In April, 2009, researchers stunned the medical community when they reported chronic inflammation as the root cause of several major diseases.
See, every year 610,000 people in the U.S. die of heart disease. Cancer claims another 584,000...stroke 130,000...Alzheimer's disease nearly 85,000 — and the list goes on.
Truth is, we now know... chronic inflammation is responsible for 7 out of the top 10 leading causes of death in the United States! Hundreds of studies and scientific reviews prove it.
Fortunately, newer research shows you can prevent-even reverse-most major diseases by "turning off" inflammation. And in our new book, we show you how to do just that.
If you or a loved one is suffering from a debilitating condition-and you"re not sure what the culprit is-now's the time to find out...while you can still do something about it!
--> Grab your FREE copy of this groundbreaking soft cover book today (while supplies still last.)
Over the past year, my friend Dave over at PaleoHacks has been working on a super secret cookbook project with our good friend Peter Servold a Le Cordon Bleu trained Chef and owner of Pete's Paleo...
And today, this new incredible Paleo Cookbook is finally available to be shipped right to your door for FREE!

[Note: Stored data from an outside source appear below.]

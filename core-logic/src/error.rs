//! # Core Error Types
//!
//! Centralized error definitions for the core-logic crate.
//! All errors implement `std::error::Error` and `std::fmt::Display`.

use thiserror::Error;

/// Configuration-related errors
#[derive(Error, Debug, Clone)]
pub enum ConfigError {
    #[error("Unsupported blockchain: '{chain}'")]
    UnknownChain { chain: String },

    #[error("Invalid RPC URL format: '{url}'")]
    InvalidRpcUrl { url: String },

    #[error("Missing required configuration field: '{field}'")]
    MissingField { field: String },

    #[error("Invalid value for '{field}': {reason}")]
    InvalidValue { field: String, reason: String },

    #[error("Invalid ABI in {source_name}: {reason}")]
    InvalidAbi { source_name: String, reason: String },

    #[error("File not found: {path}")]
    FileNotFound { path: String },

    #[error("I/O error reading {path}: {msg}")]
    IoError { path: String, msg: String },
}

/// Wallet record errors
#[derive(Error, Debug, Clone)]
pub enum WalletError {
    #[error("Wallet not found at index {index} (total wallets: {total})")]
    NotFound { index: usize, total: usize },

    #[error("Invalid private key format: expected hex string")]
    InvalidKeyFormat,

    #[error("Private key too short: expected 64 hex chars, got {length}")]
    InvalidKeyLength { length: usize },

    #[error("Invalid wallet address: '{address}'")]
    InvalidAddress { address: String },

    #[error("Wallet address mismatch: expected {expected}, got {actual}")]
    AddressMismatch { expected: String, actual: String },

    #[error("Unrecognized wallet file {path}: {reason}")]
    InvalidFile { path: String, reason: String },
}

#[cfg(test)]
mod tests {
    use super::*;

    #[test]
    fn test_unknown_chain_message() {
        let err = ConfigError::UnknownChain {
            chain: "mars".to_string(),
        };
        assert_eq!(err.to_string(), "Unsupported blockchain: 'mars'");
    }

    #[test]
    fn test_wallet_file_error_names_path() {
        let err = WalletError::InvalidFile {
            path: "wallets/alice.json".to_string(),
            reason: "expected a list".to_string(),
        };
        let msg = err.to_string();
        assert!(msg.contains("wallets/alice.json"));
        assert!(msg.contains("expected a list"));
    }
}
//! # Utilities Module
//!
//! Internal utility modules for the core-logic crate.
//! These modules are marked as `pub(crate)` to enforce API boundaries.

// Internal modules - not part of public API
pub(crate) mod gas;
pub(crate) mod logger;
pub(crate) mod retry;
pub(crate) mod runner;
pub(crate) mod wallet_manager;

// Selective exports - only public utilities
pub use logger::setup_logger;
pub use runner::SessionRunner;
pub use wallet_manager::{WalletManager, WalletRecord};
use rand::Rng;
use std::fmt::Display;
use std::future::Future;
use std::time::Duration;
use tracing::debug;

/// Backoff for idempotent node reads (`eth_call`, balances, nonces, gas price).
#[derive(Debug, Clone)]
pub struct RetryConfig {
    /// Total attempts, the first one included. `1` disables retrying.
    pub attempts: u32,
    pub base_delay: Duration,
    pub max_delay: Duration,
    pub jitter: bool,
}

impl Default for RetryConfig {
    fn default() -> Self {
        Self {
            attempts: 3,
            base_delay: Duration::from_millis(250),
            max_delay: Duration::from_secs(4),
            jitter: true,
        }
    }
}

impl RetryConfig {
    pub fn new(attempts: u32, base_delay: Duration) -> Self {
        Self {
            attempts: attempts.max(1),
            base_delay,
            max_delay: base_delay.saturating_mul(16),
            ..Default::default()
        }
    }

    pub fn none() -> Self {
        Self::new(1, Duration::ZERO)
    }

    pub fn without_jitter(mut self) -> Self {
        self.jitter = false;
        self
    }

    /// Delay before retry number `retry` (0-based): doubles each time, capped.
    fn backoff(&self, retry: u32) -> Duration {
        let delay = self
            .base_delay
            .saturating_mul(2u32.saturating_pow(retry))
            .min(self.max_delay);
        if self.jitter && !delay.is_zero() {
            delay.mul_f64(rand::thread_rng().gen_range(0.5..=1.5))
        } else {
            delay
        }
    }
}

/// Runs `operation` until it succeeds, fails with a non-transient error, or
/// runs out of attempts. The last error is returned unchanged.
///
/// Never wrap a transaction submission in this.
pub async fn with_retry<T, E, F, Fut>(
    config: &RetryConfig,
    operation_name: &str,
    mut operation: F,
) -> Result<T, E>
where
    E: Display,
    F: FnMut() -> Fut,
    Fut: Future<Output = Result<T, E>>,
{
    let mut attempt = 1;
    loop {
        match operation().await {
            Ok(value) => {
                if attempt > 1 {
                    debug!("{} succeeded on attempt {}", operation_name, attempt);
                }
                return Ok(value);
            }
            Err(e) => {
                let message = e.to_string();
                if attempt >= config.attempts || !is_transient_message(&message) {
                    return Err(e);
                }
                let delay = config.backoff(attempt - 1);
                debug!(
                    "{} failed (attempt {}/{}), retrying in {:?}: {}",
                    operation_name, attempt, config.attempts, delay, message
                );
                tokio::time::sleep(delay).await;
                attempt += 1;
            }
        }
    }
}

/// Whether an RPC/HTTP error message looks worth another attempt.
pub fn is_transient_message(message: &str) -> bool {
    let message = message.to_lowercase();

    let transient_patterns = [
        "timeout",
        "timed out",
        "connection refused",
        "connection reset",
        "network error",
        "temporary failure",
        "service unavailable",
        "bad gateway",
        "rate limited",
        "too many requests",
        "429",
        "header not found",
    ];

    transient_patterns
        .iter()
        .any(|pattern| message.contains(pattern))
}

The cookbook is called Paleo Eats, and it's filled with over 80 chef created, insanely tasty Paleo recipes which means they are free from gluten, soy, dairy, and refined sugar.

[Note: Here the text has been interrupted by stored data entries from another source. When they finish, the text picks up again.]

#![allow(dead_code)]

use airdrop_farmer::action::{ActionKind, TwitterAction};
use airdrop_farmer::chain::{
    ChainClient, ChainError, ChainRegistry, ChainRpc, ChainSpec, ChainWallet, ClientSettings,
    RpcConnector,
};
use airdrop_farmer::config::{ChainSettings, ErrorPatternsToml};
use airdrop_farmer::platform::UnconfiguredAdapter;
use airdrop_farmer::{ActionExecutor, ActionOutcome, ActionSpec, AirdropDefinition, Dispatcher};
use anyhow::Result;
use async_trait::async_trait;
use core_logic::WalletRecord;
use ethers::abi::{self, ParamType, Token};
use ethers::prelude::*;
use ethers::types::transaction::eip2718::TypedTransaction;
use ethers::utils::keccak256;
use serde_json::{json, Value};
use std::sync::atomic::{AtomicUsize, Ordering};
use std::sync::{Arc, Mutex};
use std::time::Duration;
use tokio_util::sync::CancellationToken;

// Anvil account #0
pub const KEY: &str = "ac0974bec39a17e36ba4a6b4d238ff944bacb478cbed5efcae784d7bf4f2ff80";
pub const ADDRESS: &str = "0xf39Fd6e51aad88F6F4ce6aB8827279cffFb92266";
pub const WETH: &str = "0xB4FBF271143F4FBf7B91A5ded31805e42b2208d6";
pub const EXPLORER: &str = "https://goerli.etherscan.io/tx/";

pub const SEL_BALANCE_OF: [u8; 4] = [0x70, 0xa0, 0x82, 0x31];
pub const SEL_ALLOWANCE: [u8; 4] = [0xdd, 0x62, 0xed, 0x3e];
pub const SEL_APPROVE: [u8; 4] = [0x09, 0x5e, 0xa7, 0xb3];
pub const SEL_GET_AMOUNTS_OUT: [u8; 4] = [0xd0, 0x6c, 0xa6, 0x1f];
pub const SEL_SWAP_EXACT: [u8; 4] = [0x38, 0xed, 0x17, 0x39];

pub fn gwei(n: u64) -> U256 {
    U256::from(n) * U256::exp10(9)
}

/// Scripted node state. Counters at the bottom are filled by the mock.
#[derive(Debug, Clone)]
pub struct NodeState {
    /// `None` makes `eth_chainId` fail, as an unreachable node would
    pub chain_id: Option<u64>,
    pub gas_price: U256,
    /// `eth_gasPrice` answers 503 this many times before succeeding
    pub gas_price_failures: usize,
    pub balance: U256,
    pub token_balance: U256,
    pub allowance: U256,
    pub amounts_out: U256,
    pub confirmed_nonce: U256,
    pub pending_nonce: U256,
    pub estimate_error: Option<String>,
    pub send_error: Option<String>,
    /// `None` means the transaction is never mined
    pub receipt_status: Option<u64>,
    /// Whether `eth_getTransactionByHash` still finds a sent transaction
    pub tx_known: bool,
    pub txpool: Option<TxpoolContent>,

    pub estimates: Vec<Estimate>,
    pub send_attempts: usize,
    pub sent: usize,
}

impl Default for NodeState {
    fn default() -> Self {
        Self {
            chain_id: Some(5),
            gas_price: gwei(1),
            gas_price_failures: 0,
            balance: U256::exp10(18),
            token_balance: U256::exp10(18),
            allowance: U256::zero(),
            amounts_out: U256::from(2_000),
            confirmed_nonce: U256::zero(),
            pending_nonce: U256::zero(),
            estimate_error: None,
            send_error: None,
            receipt_status: Some(1),
            tx_known: true,
            txpool: None,
            estimates: Vec::new(),
            send_attempts: 0,
            sent: 0,
        }
    }
}

/// What the client asked the node to estimate.
#[derive(Debug, Clone)]
pub struct Estimate {
    pub from: Option<Address>,
    pub to: Option<Address>,
    pub value: U256,
    pub data: Bytes,
}

impl Estimate {
    pub fn selector(&self) -> [u8; 4] {
        let mut selector = [0u8; 4];
        if self.data.len() >= 4 {
            selector.copy_from_slice(&self.data[..4]);
        }
        selector
    }

    pub fn args(&self, types: &[ParamType]) -> Vec<Token> {
        abi::decode(types, &self.data[4..]).unwrap()
    }
}

pub struct MockNode {
    state: Mutex<NodeState>,
}

impl MockNode {
    pub fn new(state: NodeState) -> Arc<Self> {
        Arc::new(Self {
            state: Mutex::new(state),
        })
    }

    pub fn state(&self) -> NodeState {
        self.state.lock().unwrap().clone()
    }

    pub fn estimates(&self) -> Vec<Estimate> {
        self.state().estimates
    }

    pub fn sent(&self) -> usize {
        self.state().sent
    }

    pub fn send_attempts(&self) -> usize {
        self.state().send_attempts
    }

    fn rpc_error(method: &'static str, message: &str) -> ChainError {
        ChainError::Rpc {
            method,
            message: message.to_string(),
        }
    }
}

fn uint(value: U256) -> Bytes {
    abi::encode(&[Token::Uint(value)]).into()
}

#[async_trait]
impl ChainRpc for MockNode {
    async fn chain_id(&self) -> Result<u64, ChainError> {
        self.state
            .lock()
            .unwrap()
            .chain_id
            .ok_or_else(|| Self::rpc_error("eth_chainId", "connection refused"))
    }

    async fn gas_price(&self) -> Result<U256, ChainError> {
        let mut state = self.state.lock().unwrap();
        if state.gas_price_failures > 0 {
            state.gas_price_failures -= 1;
            return Err(Self::rpc_error("eth_gasPrice", "503 Service Unavailable"));
        }
        Ok(state.gas_price)
    }

    async fn balance(&self, _address: Address) -> Result<U256, ChainError> {
        Ok(self.state.lock().unwrap().balance)
    }

    async fn transaction_count(
        &self,
        _address: Address,
        pending: bool,
    ) -> Result<U256, ChainError> {
        let state = self.state.lock().unwrap();
        Ok(if pending {
            state.pending_nonce + U256::from(state.sent)
        } else {
            state.confirmed_nonce
        })
    }

    async fn estimate_gas(&self, tx: &TypedTransaction) -> Result<U256, ChainError> {
        let mut state = self.state.lock().unwrap();
        state.estimates.push(Estimate {
            from: tx.from().copied(),
            to: match tx.to() {
                Some(NameOrAddress::Address(addr)) => Some(*addr),
                _ => None,
            },
            value: tx.value().copied().unwrap_or_default(),
            data: tx.data().cloned().unwrap_or_default(),
        });
        match &state.estimate_error {
            Some(message) => Err(Self::rpc_error("eth_estimateGas", message)),
            None => Ok(U256::from(60_000)),
        }
    }

    async fn call(&self, tx: &TypedTransaction) -> Result<Bytes, ChainError> {
        let state = self.state.lock().unwrap();
        let data = tx.data().cloned().unwrap_or_default();
        if data.len() < 4 {
            return Err(Self::rpc_error("eth_call", "execution reverted"));
        }
        let selector: [u8; 4] = [data[0], data[1], data[2], data[3]];
        match selector {
            SEL_BALANCE_OF => Ok(uint(state.token_balance)),
            SEL_ALLOWANCE => Ok(uint(state.allowance)),
            SEL_GET_AMOUNTS_OUT => {
                let amount_in = abi::decode(
                    &[
                        ParamType::Uint(256),
                        ParamType::Array(Box::new(ParamType::Address)),
                    ],
                    &data[4..],
                )
                .ok()
                .and_then(|t| t[0].clone().into_uint())
                .unwrap_or_default();
                Ok(abi::encode(&[Token::Array(vec![
                    Token::Uint(amount_in),
                    Token::Uint(state.amounts_out),
                ])])
                .into())
            }
            _ => Err(Self::rpc_error("eth_call", "execution reverted")),
        }
    }

    async fn send_raw_transaction(&self, raw: Bytes) -> Result<H256, ChainError> {
        let mut state = self.state.lock().unwrap();
        state.send_attempts += 1;
        if let Some(message) = &state.send_error {
            return Err(Self::rpc_error("eth_sendRawTransaction", message));
        }
        state.sent += 1;

        // An approval takes effect as soon as it is sent.
        if let Some(last) = state.estimates.last().cloned() {
            if last.selector() == SEL_APPROVE {
                let args = last.args(&[ParamType::Address, ParamType::Uint(256)]);
                if let Some(amount) = args[1].clone().into_uint() {
                    state.allowance = amount;
                }
            }
        }
        Ok(H256::from(keccak256(&raw)))
    }

    async fn transaction_receipt(
        &self,
        hash: H256,
    ) -> Result<Option<TransactionReceipt>, ChainError> {
        let state = self.state.lock().unwrap();
        Ok(state.receipt_status.map(|status| TransactionReceipt {
            transaction_hash: hash,
            status: Some(U64::from(status)),
            ..Default::default()
        }))
    }

    async fn transaction(&self, hash: H256) -> Result<Option<Transaction>, ChainError> {
        let state = self.state.lock().unwrap();
        if !state.tx_known {
            return Ok(None);
        }
        Ok(Some(Transaction {
            hash,
            nonce: state.confirmed_nonce,
            gas_price: Some(state.gas_price),
            ..Default::default()
        }))
    }

    async fn txpool_content(&self) -> Result<TxpoolContent, ChainError> {
        self.state
            .lock()
            .unwrap()
            .txpool
            .clone()
            .ok_or_else(|| {
                Self::rpc_error("txpool_content", "the method txpool_content does not exist")
            })
    }
}

pub struct MockConnector {
    pub node: Arc<MockNode>,
}

impl RpcConnector for MockConnector {
    fn connect(&self, _spec: &ChainSpec) -> Result<Arc<dyn ChainRpc>, ChainError> {
        Ok(self.node.clone() as Arc<dyn ChainRpc>)
    }
}

pub fn chain_settings(gas_oracle_url: Option<String>) -> ChainSettings {
    ChainSettings {
        rpc_url: "http://localhost:8545".to_string(),
        explorer_url: EXPLORER.to_string(),
        wrapped_native: WETH.to_string(),
        gas_oracle_url,
        erc20_abi_path: None,
        weth_abi_path: None,
        error_patterns: ErrorPatternsToml::default(),
    }
}

pub fn chain_spec(gas_oracle_url: Option<String>) -> Arc<ChainSpec> {
    Arc::new(ChainSpec::from_settings("goerli", &chain_settings(gas_oracle_url)).unwrap())
}

pub fn registry() -> Arc<ChainRegistry> {
    let mut registry = ChainRegistry::default();
    registry.insert(ChainSpec::from_settings("goerli", &chain_settings(None)).unwrap());
    Arc::new(registry)
}

pub fn settings() -> ClientSettings {
    ClientSettings {
        tx_timeout: Duration::from_millis(200),
        poll_interval: Duration::from_millis(10),
        http_timeout: Duration::from_secs(2),
        ..Default::default()
    }
}

pub fn signer_wallet() -> ChainWallet {
    ChainWallet::from_record(&WalletRecord::new("", Some(KEY.to_string()))).unwrap()
}

pub fn watch_wallet() -> ChainWallet {
    ChainWallet::watch_only(ADDRESS.parse().unwrap())
}

pub async fn client(node: Arc<MockNode>) -> ChainClient {
    client_with(node, chain_spec(None), settings(), CancellationToken::new()).await
}

pub async fn client_with(
    node: Arc<MockNode>,
    spec: Arc<ChainSpec>,
    settings: ClientSettings,
    cancel: CancellationToken,
) -> ChainClient {
    ChainClient::with_rpc(spec, node, settings, reqwest::Client::new(), cancel).await
}

pub fn dispatcher(node: Arc<MockNode>) -> Dispatcher {
    Dispatcher::new(
        registry(),
        Arc::new(MockConnector { node }),
        settings(),
        reqwest::Client::new(),
        Arc::new(UnconfiguredAdapter::discord()),
        Arc::new(UnconfiguredAdapter::twitter()),
    )
}

/// A goerli `defi` action from its action-specific fields.
pub fn defi(fields: Value) -> ActionSpec {
    let mut value = json!({"platform": "defi", "blockchain": "goerli"});
    if let (Some(base), Value::Object(extra)) = (value.as_object_mut(), fields) {
        base.extend(extra);
    }
    serde_json::from_value(value).unwrap()
}

pub fn tweet(text: &str) -> ActionSpec {
    serde_json::from_value(json!({"platform": "twitter", "action": "tweet", "text": text}))
        .unwrap()
}

pub fn airdrop(name: &str, is_activated: bool, actions: Vec<ActionSpec>) -> AirdropDefinition {
    AirdropDefinition {
        name: name.to_string(),
        is_activated,
        actions,
    }
}

/// Executor driven by tweet texts: `ok*` completes, `fail*` does not,
/// `none*` yields no result and `err*` returns an error.
#[derive(Default)]
pub struct RecordingExecutor {
    pub calls: Mutex<Vec<(String, Address)>>,
    pub discord_connects: AtomicUsize,
    /// Cancels the run's token once this many actions were executed
    pub stop_after: Option<usize>,
}

impl RecordingExecutor {
    pub fn stopping_after(calls: usize) -> Self {
        Self {
            stop_after: Some(calls),
            ..Default::default()
        }
    }

    pub fn calls(&self) -> Vec<(String, Address)> {
        self.calls.lock().unwrap().clone()
    }

    pub fn texts(&self) -> Vec<String> {
        self.calls().into_iter().map(|(text, _)| text).collect()
    }
}

#[async_trait]
impl ActionExecutor for RecordingExecutor {
    async fn execute(
        &self,
        action: &ActionSpec,
        wallet: &ChainWallet,
        cancel: &CancellationToken,
    ) -> Result<ActionOutcome> {
        let text = match &action.kind {
            ActionKind::Twitter(TwitterAction::Tweet { text }) => text.clone(),
            _ => action.name().to_string(),
        };
        let count = {
            let mut calls = self.calls.lock().unwrap();
            calls.push((text.clone(), wallet.address));
            calls.len()
        };
        if self.stop_after == Some(count) {
            cancel.cancel();
        }

        if text.starts_with("ok") {
            Ok(ActionOutcome::Completed(true))
        } else if text.starts_with("fail") {
            Ok(ActionOutcome::Completed(false))
        } else if text.starts_with("err") {
            anyhow::bail!("scripted failure for {}", text)
        } else {
            Ok(ActionOutcome::NoResult)
        }
    }

    async fn connect_discord(&self) -> Result<()> {
        self.discord_connects.fetch_add(1, Ordering::SeqCst);
        Ok(())
    }
}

Get your FREE copy of Paleo Eats Here. (Grab this today, because they only ordered a small batch of these cookbooks for this freebie promotion, and they will sell out FAST!)
Sponsored Health Resources
In the years that I've been working on this website project I've come across some amazing resources by some very special people. I'd like to share them with you here.
NOTE: I update these links often so please check back to see what's new!
1) Everyone knows green smoothies are healthy right? Have you heard of a “red” smoothie? If not, check out this story…
2) Forget what you've read about 10-day lemonade cleanses, 7-day detoxes with green juices and Gwyneth's gruel. All you need to do, and this is perfect for Saturday or or anytime really, is a simple 1-day cleanse.
3) This “hidden survival muscle” in your body will boost your energy levels, immune system, sexual function, strength and athletic performance when unlocked.
4) I thought it was virtually impossible for a website to be able to tell me anything even a little bit insightful after only submitting my name and date of birth... I was wrong!
5) Turmeric is amazing. The problem is - It's hard to absorb!
6) Wonder why your stomach still sticks out even though you're hammering the core exercises every day? It's a common myth that bulging belly is due to weak abdominal muscles.
7) Even if you're the most active of athletes, you may still suffer from tight hip flexors due to the amount of time you spend each day planted to a chair.
Enjoy! Let me know how these work out for you. And if you run across anything I've missed please let me know.